With respect to the legal profession, she said that ever since her involvement in WLALA, she has been actively involved in mentoring young women, particularly those of color, who are beginning their careers.

“It’s very important that the legal community reflect the community at large,” Shelton remarked.

“There are a lot of young women of color in the pipeline” and it was important “to encourage them to pursue what they want to do and not be deterred,” she said, noting that WLALA’s first African American president, Greer C. Bosworth, was one of her own mentors.

Bosworth commented that Shelton “excelled and performed remarkably well while maintaining a growing practice” in both her roles as WLALA president and a long-term board member of Black Women Lawyers from 1997-2002.

“She’s a genuinely nice person with an exorbitant amount of energy, and an extremely talented attorney,” she added.

Michael Fernhoff, managing partner of Kaye Scholer’s local office, emphasized that Shelton was not only a community-minded individual but a “top quality litigator” whose expertise in areas like intellectual property and antitrust further enriches the firm’s already strong litigation practice.

Shelton’s experience includes representing a video-on-demand channel in intellectual property disputes and a major distributor of electronic components in trademark infringement matters.

The attorney has been identified as a top young lawyer and litigator in past and recent publications, and was recognized in 1996 by the Legal Aid Foundation of Los Angeles for her pro bono work.

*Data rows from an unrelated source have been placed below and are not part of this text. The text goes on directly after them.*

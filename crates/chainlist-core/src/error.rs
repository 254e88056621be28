//! Error types for the chainlist acquisition pipeline.

use thiserror::Error;

/// Errors on the remote path: fetch → extract → convert → decode.
///
/// None of these ever escape [`RegistryBuilder::build`](crate::RegistryBuilder::build);
/// each one is logged and turned into a fallback.
#[derive(Debug, Error)]
pub enum SourceError {
    /// Transport-level failure (connection refused, DNS, TLS, body read).
    #[error("HTTP request to {url} failed: {reason}")]
    Http { url: String, reason: String },

    /// The server answered with anything other than `200 OK`.
    #[error("HTTP {status} from {url}")]
    Status { url: String, status: u16 },

    /// The request did not complete within the configured timeout.
    #[error("Request to {url} timed out after {ms}ms")]
    Timeout { url: String, ms: u64 },

    /// The document does not contain the expected array declaration.
    #[error("Declaration `{declaration}` not found in source document")]
    DeclarationNotFound { declaration: String },

    /// The extracted array is not valid source-format notation.
    #[error("Syntax error at {line}:{column}: {reason}")]
    Syntax {
        line: usize,
        column: usize,
        reason: String,
    },

    /// The converted array does not have the chain record shape.
    #[error("Decode error: {0}")]
    Decode(#[from] serde_json::Error),

    /// The array parsed cleanly but contains no records.
    #[error("Source array contains no chain records")]
    Empty,
}

impl SourceError {
    /// Short, stable label for the failure stage. Used as a log field.
    pub fn kind(&self) -> &'static str {
        match self {
            Self::Http { .. } | Self::Status { .. } | Self::Timeout { .. } => "fetch",
            Self::DeclarationNotFound { .. } => "extraction",
            Self::Syntax { .. } => "conversion",
            Self::Decode(_) => "decode",
            Self::Empty => "empty",
        }
    }

    /// Returns `true` for transport, status and timeout failures.
    pub fn is_fetch_failure(&self) -> bool {
        matches!(
            self,
            Self::Http { .. } | Self::Status { .. } | Self::Timeout { .. }
        )
    }
}

/// Errors that prevent a registry from being built at all.
#[derive(Debug, Error)]
pub enum RegistryError {
    /// The fallback snapshot is missing or invalid. There is nothing left to
    /// fall back to, so this is fatal.
    #[error("Fallback snapshot {origin} is unusable: {reason}")]
    FallbackCorruption { origin: String, reason: String },

    /// Invalid configuration, such as an empty declaration name.
    #[error("Invalid configuration: {0}")]
    Config(String),

    /// The blocking helper could not start its runtime.
    #[error("Runtime error: {0}")]
    Runtime(String),
}

impl RegistryError {
    /// Returns `true` if this is a fallback corruption error.
    pub fn is_fallback_corruption(&self) -> bool {
        matches!(self, Self::FallbackCorruption { .. })
    }
}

Shelton began her legal career at Sheppard Mullin Richter & Hampton and moved in 1994 to a now-defunct law firm before transitioning to Folger Levin, where she became a partner in 2001.

A Los Angeles native, she graduated from Brown University in 1988 with a degree in French civilization and international relations.

She earned her law degree in 1991 from Georgetown University Law Center, where she was the notes editor for its legal ethics journal, and was admitted to the State Bar in 1992.